Segment Start: Stored data

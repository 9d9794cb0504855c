use serde::{Deserialize, Serialize};

/// A timed transcript entry as returned by the caption fetcher.
///
/// Invariants: `start >= 0.0`, `duration >= 0.0`. Segments are immutable once
/// fetched; refinement produces new merged instances rather than mutating these
/// in place.
#[derive(Debug, Clone, PartialEq, Serialize, Deserialize)]
pub struct CaptionSegment {
    pub text: String,

    /// Offset from the beginning of the video, in seconds.
    pub start: f64,

    /// Length of the segment, in seconds.
    pub duration: f64,
}

impl CaptionSegment {
    pub fn new(text: impl Into<String>, start: f64, duration: f64) -> Self {
        Self {
            text: text.into(),
            start,
            duration,
        }
    }

    /// End of the segment's span, in seconds.
    pub fn end(&self) -> f64 {
        self.start + self.duration
    }
}

/// A caption segment that survived refinement.
///
/// Same shape as [`CaptionSegment`], but with stronger guarantees established at
/// creation time: the seeding segment lasted at least a second, its text holds
/// more than one word, and no non-speech marker appears in it. The span may have
/// been extended by merging in later segments.
#[derive(Debug, Clone, PartialEq, Serialize)]
pub struct RefinedSegment {
    pub text: String,
    pub start: f64,
    pub duration: f64,
}

impl RefinedSegment {
    pub fn end(&self) -> f64 {
        self.start + self.duration
    }
}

Segment End: Stored data

Activity:
Retype, without any change, the lines from the one containing "span may have" through the final line of the material above, and no others.

Exercise response:
/// more than one word, and no non-speech marker appears in it. The span may have
/// been extended by merging in later segments.
#[derive(Debug, Clone, PartialEq, Serialize)]
pub struct RefinedSegment {
    pub text: String,
    pub start: f64,
    pub duration: f64,
}

impl RefinedSegment {
    pub fn end(&self) -> f64 {
        self.start + self.duration
    }
}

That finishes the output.